A leakage had developed, and steam pumps could not cope with the water flowing into the vessel. The water reached the engine as the storm kept growing, and the Westmoreland was left powerless.
It is thought that half of the 34 onboard lost their lives, and those who reached the mainland began walking to Manistee.
The Westmoreland carried about 280 whiskey barrels for soldiers with other winter supplies. It is thought the gold could have been the garrison’s pay.
The value of the gold is a subject of debate – but Richardson thinks that the double eagle pieces could be fetching over $20m from coin collectors.
He added that the gold coins would be worth millions if melted down and sold. The actual value is the coins’ numismatic value, which could exceed $20m in today’s age.
The salvage operation would focus on the whiskey. But it will be challenging given the wreck’s location, about 200 feet underneath the surface.
It is unclear when such a rescue operation will start. Deep water recovery is a procedure often used for salvaging items, especially from a shipwreck, with the help of hi-tech gadgets.
Often gadgets help raise items to the surface. Other reliable shipping sources state that blades and other cutting tools are used to separate objects from the wreck’s body while windlasses and cranes help carry them upward.

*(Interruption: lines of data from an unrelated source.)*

#![cfg_attr(coverage_nightly, feature(coverage_attribute))]

//! Immutable reference-counted strings.
//!
//! [`RcStr`] pairs an immutable heap buffer with a shared reference count.
//! Clones are O(1) handle copies; the buffer is freed exactly once, when
//! the last handle drops. Every value is in one of two states:
//! - **Bound**: holds a shared buffer, count ≥ 1
//! - **Unbound**: the default, valueless state, count 0
//!
//! Sharing is single-threaded by contract (`Rc`, not `Arc`), so handles
//! are neither `Send` nor `Sync`. Equality and ordering are byte-wise;
//! an unbound value sorts below every bound value and equals only other
//! unbound values.

mod error;
mod parse;
mod string;


pub use error::{Error, Result};
pub use string::RcStr;
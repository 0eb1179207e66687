//! Permissive decimal scanning.

/// Scan the leading decimal integer of `text`.
///
/// Skips leading ASCII whitespace, accepts an optional `+` or `-`, then
/// consumes digits until the first non-digit. Empty or non-numeric input
/// yields 0; a partial prefix yields its value. Out-of-range input
/// saturates at the `i64` extremes.
pub(crate) fn scan_decimal(text: &str) -> i64 {
    let rest = text.trim_start_matches(|c: char| c.is_ascii_whitespace());
    let (negative, digits) = match rest.as_bytes().first() {
        Some(b'-') => (true, &rest.as_bytes()[1..]),
        Some(b'+') => (false, &rest.as_bytes()[1..]),
        _ => (false, rest.as_bytes()),
    };

    let mut value: i64 = 0;
    for &byte in digits {
        if !byte.is_ascii_digit() {
            break;
        }
        let digit = i64::from(byte - b'0');
        value = if negative {
            value.saturating_mul(10).saturating_sub(digit)
        } else {
            value.saturating_mul(10).saturating_add(digit)
        };
    }
    value
}
use wmlkit::binary::*;
use wmlkit::error::ErrorKind;
use wmlkit::parser::read;

#[test]
fn test_binary_schema_grows() {
    let cfg = read("[side]\ntype=\"Elf\"\n[/side]\n").unwrap();

    let mut schema = BinarySchema::new();
    let first = write_binary(&cfg, &mut schema).unwrap();
    let second = write_binary(&cfg, &mut schema).unwrap();

    assert_eq!(2, schema.len());

    // the first message spells the names out as schema items, the second
    // replaces them with single-byte codes
    assert!(first.windows(4).any(|w| w == b"side"));
    assert!(first.windows(4).any(|w| w == b"type"));
    assert!(!second.windows(4).any(|w| w == b"side"));
    assert!(!second.windows(4).any(|w| w == b"type"));
    assert!(second.len() < first.len());

    // values stay literal in both
    assert!(first.windows(3).any(|w| w == b"Elf"));
    assert!(second.windows(3).any(|w| w == b"Elf"));
}

#[test]
fn test_binary_round_trip() {
    let cfg = read("\
[side]
    controller=human
    gold=100
    [unit]
        type=Elvish Fighter
        x,y=11,23
    [/unit]
[/side]
[side]
    controller=ai
[/side]
")
    .unwrap();

    let mut encode_schema = BinarySchema::new();
    let mut decode_schema = BinarySchema::new();

    let bytes = write_binary(&cfg, &mut encode_schema).unwrap();
    let decoded = read_binary(&bytes, &mut decode_schema).unwrap();
    assert_eq!(cfg, decoded);
    assert_eq!(encode_schema.len(), decode_schema.len());

    // the second message leans on the schema both sides grew
    let bytes = write_binary(&cfg, &mut encode_schema).unwrap();
    let decoded = read_binary(&bytes, &mut decode_schema).unwrap();
    assert_eq!(cfg, decoded);
}

#[test]
fn test_binary_unknown_code() {
    let mut schema = BinarySchema::new();

    let err = read_binary(&[0xff], &mut schema).unwrap_err();
    assert_eq!(ErrorKind::BinaryCodecCorrupt, err.kind());
}

#[test]
fn test_binary_failed_decode_leaves_schema_alone() {
    let mut schema = BinarySchema::new();

    // a schema item followed by an unknown code: the word must not survive
    // the failed decode
    let data = [2, b'f', b'o', b'o', 0, 0xff];
    let err = read_binary(&data, &mut schema).unwrap_err();
    assert_eq!(ErrorKind::BinaryCodecCorrupt, err.kind());
    assert!(schema.is_empty());
}

#[test]
fn test_binary_truncated_value() {
    let mut schema = BinarySchema::new();

    // attribute name as a literal word, value missing its terminator
    let data = [3, b'x', 0, b'1'];
    let err = read_binary(&data, &mut schema).unwrap_err();
    assert_eq!(ErrorKind::BinaryCodecCorrupt, err.kind());
}

#[test]
fn test_binary_stray_close() {
    let mut schema = BinarySchema::new();

    let err = read_binary(&[1], &mut schema).unwrap_err();
    assert_eq!(ErrorKind::BinaryCodecCorrupt, err.kind());
}

#[test]
fn test_detect_format() {
    let text = b"[side]\ncontroller=human\n[/side]\n";

    let mut schema = BinarySchema::new();
    let cfg = detect_format_and_read(text, &mut schema).unwrap();
    assert_eq!(
        "human",
        cfg.child("side").unwrap().attr("controller").unwrap().raw()
    );

    let mut encode_schema = BinarySchema::new();
    let bytes = write_binary(&cfg, &mut encode_schema).unwrap();

    let mut decode_schema = BinarySchema::new();
    let decoded = detect_format_and_read(&bytes, &mut decode_schema).unwrap();
    assert_eq!(cfg, decoded);
}
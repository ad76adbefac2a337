use criterion::{criterion_group, criterion_main, Criterion};

use wmlkit::preprocess::*;

fn bench_preprocess_short(c: &mut Criterion) {
    c.bench_function("preprocess", |b| {
        b.iter(|| {
            let input = String::from("\
#define UNIT TYPE X Y
[unit]
    type={TYPE}
    x,y={X},{Y}
[/unit]
#enddef
#textdomain wesnoth-lib
[scenario]
    name=_ \"The Elves Besieged\"
    turns=24
    {UNIT \"Elvish Fighter\" 11 23}
    {UNIT \"Elvish Archer\" 12 23}
#ifdef DEBUG
    gold=1000
#else
    gold=100
#endif
[/scenario]
");

            preprocess_string(&input, None, DefineMap::default(), "wesnoth").unwrap();
        })
    });
}

criterion_group!(benches, bench_preprocess_short);
criterion_main!(benches);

Any diver must be empowered with specialist equipment to reach the wreck. Only these can permit them to navigate the dark and enclosed areas of the vessel safely.
Per Scuba Leeds, experienced divers will require a good dive light, a helpful dive knife to fight possible hazards, an underwater slate that can aid in mapping out the vessel, and a wreck reel to help guide them.
Other essential equipment might be marker buoys, a dive computer, extra breathing gas, and thick gloves. Divers must be wary of entanglements within the structure, lack of adequate light, disruption to gas supply, and silt out.
Roxburgh is sceptical regarding the chances of success.
The water temperature was cold at 1C. The whisky and gold are more profound in the wreck, cabins, or hold. The deck is also partially collapsed, so getting deeper into the vessel is quite a task.
Richardson strongly believes that Westmoreland’s treasures will see the surface again one day. He opines that only time can tell if Westmoreland will share her secrets with the world.
Richardson shared that he could locate the wreck after nearly a decade’s extensive research.
He explained that the zone where the Westmoreland reportedly sank was not flat or smooth, like most of the bottom of Lake Michigan. It was covered with underwater cliffs and dunes, making search efforts extremely difficult.
In 2008, there was reportedly a sudden breakthrough in side-scan-sonar technology, and a capable and affordable sonar unit was accessible. He happened to be an early adopter of the technology, and according to him, it’s ideal for helping search the area where the vessel sank.
Richardson details his quest to discover the wreck in his book The Search for the Westmoreland.